ISU creates emerging global diseases minor

Michaela Saunders

A team of 20 faculty in more than 10 departments representing four ISU colleges have worked to create a new minor – emerging global diseases – that was approved by the Board of Regents at the September meeting.

The new minor is designed to give students in a variety of majors practical and unique experience.

Jeffrey Beetham, associate professor of veterinary pathology, wrote the proposal for the Board of Regents meeting. He said the program, possibly the first of its kind, has a lot of potential for students.

“To our knowledge, this program is novel,” he said.

Through the cooperation and collaboration of the colleges of Liberal Arts and Sciences, Agriculture, Veterinary Medicine and Family and Consumer Sciences, the minor in emerging global diseases will give students an intense look at all aspects of disease.

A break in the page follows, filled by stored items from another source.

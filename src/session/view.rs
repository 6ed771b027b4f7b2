/// Glyph shown on the play/pause button.
#[derive(Debug, Copy, Clone, PartialEq, Eq, Default)]
pub enum TransportIcon {
    /// Pressing the button would start playback.
    #[default]
    Play,
    /// Pressing the button would pause playback.
    Pause,
}

/// Everything the screen shows about the current session.
#[derive(Debug, Clone, PartialEq, Eq)]
pub struct PlaybackView {
    pub title: String,
    pub artist: String,
    pub icon: TransportIcon,
    pub seek_max_ms: u64,
    pub seek_value_ms: u64,
    pub elapsed_text: String,
    pub total_text: String,
    pub shuffle: bool,
    pub repeat: bool,
    /// Last preparation failure, cleared by the next selection.
    pub error: Option<String>,
}

impl Default for PlaybackView {
    fn default() -> Self {
        Self {
            title: String::new(),
            artist: String::new(),
            icon: TransportIcon::Play,
            seek_max_ms: 0,
            seek_value_ms: 0,
            elapsed_text: format_time(0),
            total_text: format_time(0),
            shuffle: false,
            repeat: false,
            error: None,
        }
    }
}

impl PlaybackView {
    pub(super) fn set_position(&mut self, position_ms: u64) {
        self.seek_value_ms = position_ms;
        self.elapsed_text = format_time(position_ms);
    }

    /// Seek-bar fill in `0.0..=1.0`.
    pub fn progress(&self) -> f64 {
        if self.seek_max_ms == 0 {
            return 0.0;
        }
        (self.seek_value_ms as f64 / self.seek_max_ms as f64).clamp(0.0, 1.0)
    }
}

/// Format milliseconds as `MM:SS`. Minutes do not roll over into hours.
pub fn format_time(millis: u64) -> String {
    let secs = millis / 1000;
    format!("{:02}:{:02}", secs / 60, secs % 60)
}
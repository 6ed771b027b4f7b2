use std::sync::mpsc;
use std::time::{Duration, Instant};

use crossterm::event::{self, Event, KeyCode, KeyEvent, KeyEventKind};
use ratatui::{Terminal, backend::CrosstermBackend};
use tracing::debug;

use crate::app::App;
use crate::audio::DecoderFactory;
use crate::config;
use crate::remote::RemoteHandle;
use crate::session::{PlaybackSession, SessionEvent};
use crate::ui;

/// Longest the loop waits for input before redrawing.
const INPUT_POLL: Duration = Duration::from_millis(50);

/// State tracked by the runtime event loop across iterations.
#[derive(Debug, Default)]
pub struct EventLoopState {
    /// Internal two-key prefix state used for `gg` handling.
    pub pending_gg: bool,
}

impl EventLoopState {
    pub fn new() -> Self {
        Self::default()
    }
}

/// Main terminal event loop: feeds queued events to the session, drives its
/// position poll, draws and reads keys. Returns `Ok(())` on quit.
#[allow(clippy::too_many_arguments)]
pub fn run<F: DecoderFactory>(
    terminal: &mut Terminal<CrosstermBackend<std::io::Stdout>>,
    settings: &config::Settings,
    app: &mut App,
    session: &mut PlaybackSession<F>,
    remote: &RemoteHandle,
    event_tx: &mpsc::Sender<SessionEvent>,
    event_rx: &mpsc::Receiver<SessionEvent>,
    state: &mut EventLoopState,
) -> Result<(), Box<dyn std::error::Error>> {
    loop {
        if drain_events(session, event_rx) {
            return Ok(());
        }

        session.tick(Instant::now());
        app.sync_with_playing(session.current());
        remote.publish(session.view(), session.state());

        terminal.draw(|f| {
            ui::draw(
                f,
                app,
                session.catalog(),
                session.view(),
                session.state(),
                &settings.ui,
                &settings.controls,
            )
        })?;

        let timeout = session
            .time_until_tick(Instant::now())
            .map_or(INPUT_POLL, |due| due.min(INPUT_POLL));

        if event::poll(timeout)? {
            if let Event::Key(key) = event::read()? {
                if key.kind != KeyEventKind::Press {
                    continue;
                }
                handle_key_event(key, settings, app, event_tx, state);
            }
        }
    }
}

/// Feed every queued event to the session. Returns true once `Quit` has
/// been handled.
fn drain_events<F: DecoderFactory>(
    session: &mut PlaybackSession<F>,
    event_rx: &mpsc::Receiver<SessionEvent>,
) -> bool {
    while let Ok(event) = event_rx.try_recv() {
        debug!(?event, "session event");
        let quit = event == SessionEvent::Quit;
        session.handle(event);
        if quit {
            return true;
        }
    }
    false
}

/// Translate a key press into list movement or a session event.
fn handle_key_event(
    key: KeyEvent,
    settings: &config::Settings,
    app: &mut App,
    event_tx: &mpsc::Sender<SessionEvent>,
    state: &mut EventLoopState,
) {
    let send = |event: SessionEvent| {
        let _ = event_tx.send(event);
    };
    let scrub_ms = settings
        .controls
        .scrub_seconds
        .saturating_mul(1000)
        .min(i64::MAX as u64) as i64;

    if key.code != KeyCode::Char('g') {
        state.pending_gg = false;
    }

    match key.code {
        KeyCode::Char('q') => send(SessionEvent::Quit),
        KeyCode::Char('g') => {
            if state.pending_gg {
                state.pending_gg = false;
                app.follow_playback_off();
                app.first();
            } else {
                state.pending_gg = true;
            }
        }
        KeyCode::Char('G') => {
            app.follow_playback_off();
            app.last();
        }
        KeyCode::Char('j') | KeyCode::Down => {
            app.follow_playback_off();
            app.next();
        }
        KeyCode::Char('k') | KeyCode::Up => {
            app.follow_playback_off();
            app.prev();
        }
        KeyCode::Enter => {
            if app.has_tracks() {
                app.follow_playback_on();
                send(SessionEvent::Select(app.selected));
            }
        }
        KeyCode::Char('p') | KeyCode::Char(' ') => {
            app.follow_playback_on();
            send(SessionEvent::TogglePlayPause);
        }
        KeyCode::Char('l') => {
            app.follow_playback_on();
            send(SessionEvent::Next);
        }
        KeyCode::Char('h') => {
            app.follow_playback_on();
            send(SessionEvent::Previous);
        }
        KeyCode::Char('L') => send(SessionEvent::SeekBy(scrub_ms)),
        KeyCode::Char('H') => send(SessionEvent::SeekBy(-scrub_ms)),
        KeyCode::Char('s') => send(SessionEvent::ToggleShuffle),
        KeyCode::Char('r') => send(SessionEvent::ToggleRepeat),
        KeyCode::Char('K') => app.toggle_info_window(),
        _ => {}
    }
}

According to Beetham’s proposal, all of the classes required for the minor already exist at Iowa State. The minor will just organize them for students, making it easier to design a program that will fit each student’s interests and goals.

Robert Barak, interim executive director of the Board of Regents, said using existing classes will provide students will more options and opportunities “without expending a lot of extra funds.”

The minor will be open to all undergraduate students, regardless of their major.

“We will start with the broad picture and then tailor course- work to each student’s interest in the best way possible,” Beetham said.

Classes involved will be both hard and social sciences, he said.

“There will be fundamental science, but also epidemiological, cultural and societal studies are necessary,” Beetham said. “The program doesn’t relate only to the host as a biological system, but also to the host’s environment and culture.”

The minor will be tailored to each student’s interest because, as Beetham explained, the faculty involved realize the interests for an anthropology or economics student are most likely very different than the interests of a pre-medicine or pre-veterinary medicine student. The minor will be applicable to those majors as well as several others, he said.

Although there was no specific student focus group, Beetham said about 40 students have expressed interest in the minor.

“This is topical – there is awareness out there of how serious the problem of emerging diseases is,” he said. “This impacts a lot of people.”

Students in the emerging global diseases minor will be encouraged to study abroad, Beetham said.

“The university has a real emphasis on globalizing the curriculum,” he said. “This fits in with that mission of global experience very well.”

As the program grows, plans will be put in place to involve faculty at both the University of Iowa and University of Northern Iowa.

Barak said the regents like this sort of collaboration of universities, because it can enhance quality.

“We like to see them working together, because the expertise at one university often compliments the expertise at the other universities,” he said.